What they can do, though, is try to hamstring municipal broadband projects bit by bit, and they’ve made good progress so far this legislative session.
The California Cable and Telecommunications Association (CCTA) is the front group for cable industry lobbyists in Sacramento. They’ve been very public in their opposition to municipal broadband, starting with comments made to the California Public Utilities Commission (CPUC) late last year, regarding the idea of expanding eligibility for California Advanced Services Fund (CASF) subsidies beyond traditional telephone companies.
The CPUC is still mulling it over. Meanwhile, in a bipartisan vote, a state senate committee has approved restrictions on CASF funding for municipal broadband that might have been written by the CCTA. I say “might” because telephone company lobbyists are eagerly working legislators too, and I’d hate to deny them proper credit for what is clearly a tag team effort.

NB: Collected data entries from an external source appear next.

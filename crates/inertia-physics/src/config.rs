//! World configuration.

use inertia_core::ConfigError;
use inertia_soa::StoreConfig;

/// Configuration for a [`World`](crate::World).
#[derive(Clone, Debug, PartialEq)]
pub struct WorldConfig {
    /// Body store limits.
    pub store: StoreConfig,

    /// Step length used by [`World::run_for_default`](crate::World::run_for_default).
    ///
    /// Default: 1 ms. Must be finite and > 0.
    pub default_timestep: f64,
}

impl WorldConfig {
    /// Default step length in seconds.
    pub const DEFAULT_TIMESTEP: f64 = 0.001;

    /// Room for `initial_capacity` bodies before the first growth.
    pub fn new(initial_capacity: usize) -> Self {
        Self {
            store: StoreConfig::new(initial_capacity),
            default_timestep: Self::DEFAULT_TIMESTEP,
        }
    }

    /// Check the configuration.
    pub fn validate(&self) -> Result<(), ConfigError> {
        self.store.validate()?;
        if !self.default_timestep.is_finite() || self.default_timestep <= 0.0 {
            return Err(ConfigError::InvalidTimestep {
                value: self.default_timestep,
            });
        }
        Ok(())
    }
}

impl Default for WorldConfig {
    fn default() -> Self {
        Self::new(StoreConfig::DEFAULT_INITIAL_CAPACITY)
    }
}
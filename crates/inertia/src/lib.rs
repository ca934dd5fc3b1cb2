//! Inertia: minimal 2D rigid-body dynamics on a columnar entity store.
//!
//! This is the top-level facade crate that re-exports the public API from all
//! Inertia sub-crates. For most users, adding `inertia` as a single dependency
//! is sufficient.
//!
//! # Quick start
//!
//! ```rust
//! use inertia::prelude::*;
//!
//! // A spring pulling every body toward the origin.
//! struct Spring(Selection);
//! impl Force for Spring {
//!     fn name(&self) -> &str { "spring" }
//!     fn selection(&self) -> &Selection { &self.0 }
//!     fn apply(&self, bodies: &Bodies<'_>, _ctx: &ForceContext) -> Result<(), StoreError> {
//!         bodies.for_each_mut(|b| b.acceleration -= b.position * b.inverse_mass)
//!     }
//! }
//!
//! let mut world = World::new(4).unwrap();
//! let body = world
//!     .new_body(BodyDef::new().position(Vec2::new(1.0, 0.0)))
//!     .unwrap();
//! world.add_force(Spring(Selection::All));
//!
//! let summary = world.run_for(1.0, 0.01).unwrap();
//! assert_eq!(summary.steps(), 100);
//! assert!(body.position().x < 1.0);
//! ```
//!
//! # Modules
//!
//! Each module corresponds to a sub-crate. Use them for types not in the prelude:
//!
//! | Module | Sub-crate | Contents |
//! |--------|-----------|----------|
//! | [`types`] | `inertia-core` | IDs, field definitions, configuration errors |
//! | [`soa`] | `inertia-soa` | Column store, row views, bulk slice operations |
//! | [`pose`] | `inertia-pose` | Planar homogeneous pose algebra |
//! | [`physics`] | `inertia-physics` | Bodies, forces and the world integrator |

#![deny(missing_docs)]
#![deny(rustdoc::broken_intra_doc_links)]
#![forbid(unsafe_code)]

/// Core types and IDs (`inertia-core`).
///
/// Contains field definitions and shapes, row/field/force IDs, and
/// [`types::ConfigError`].
pub use inertia_core as types;

/// Columnar storage (`inertia-soa`).
///
/// [`soa::ColumnStore`] owns the columns; [`soa::StoreHandle`] shares it
/// and hands out [`soa::View`]s and [`soa::SliceView`]s.
pub use inertia_soa as soa;

/// Pose algebra (`inertia-pose`).
///
/// Compose, decompose and invert [`pose::Pose`] matrices; transform
/// points and vectors.
pub use inertia_pose as pose;

/// Rigid-body dynamics (`inertia-physics`).
///
/// The [`physics::World`] owns the bodies and forces and steps them with
/// semi-implicit Euler.
pub use inertia_physics as physics;

/// Common imports for typical Inertia usage.
///
/// ```rust
/// use inertia::prelude::*;
/// ```
///
/// This imports the most frequently used types: the world, body
/// definitions, the force trait and built-in forces, IDs and the 2D
/// vector type.
pub mod prelude {
    // Core types
    pub use inertia_core::{FieldDef, FieldId, ForceId, RowId};

    // Errors
    pub use inertia_core::ConfigError;
    pub use inertia_physics::{ForceError, StepError};
    pub use inertia_soa::StoreError;

    // Storage
    pub use inertia_soa::{StoreHandle, View};

    // Pose
    pub use inertia_pose::{Pose, Vec2};

    // Physics
    pub use inertia_physics::{
        Bodies, Body, BodyDef, ConstantForce, ConstantTorque, Force, ForceContext, ForceMode,
        Frame, Frames, RunSummary, Selection, StepMetrics, World, WorldConfig,
    };
}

In the California assembly, another CASF bill has CCTA’s fingerprints all over it. A proposal to direct $25 million from CASF to broadband construction and sales programs in public housing – an idea the incumbent carriers already love – has the added bonus of requiring cities and other public housing operators to allow cable companies to wire buildings and sell television service to residents.
Just to apply for the CASF money, a city would have to give up its ability to negotiate with some service providers in exchange for access to public housing residents. There are good arguments for and against a city doing so, but making it mandatory takes money or other benefits off the table.
Any given municipal broadband initiative – residential, commercial or middle mile – might or might not be a good choice. But if industry lobbyists get their way, it won’t be a choice at all for cities in California.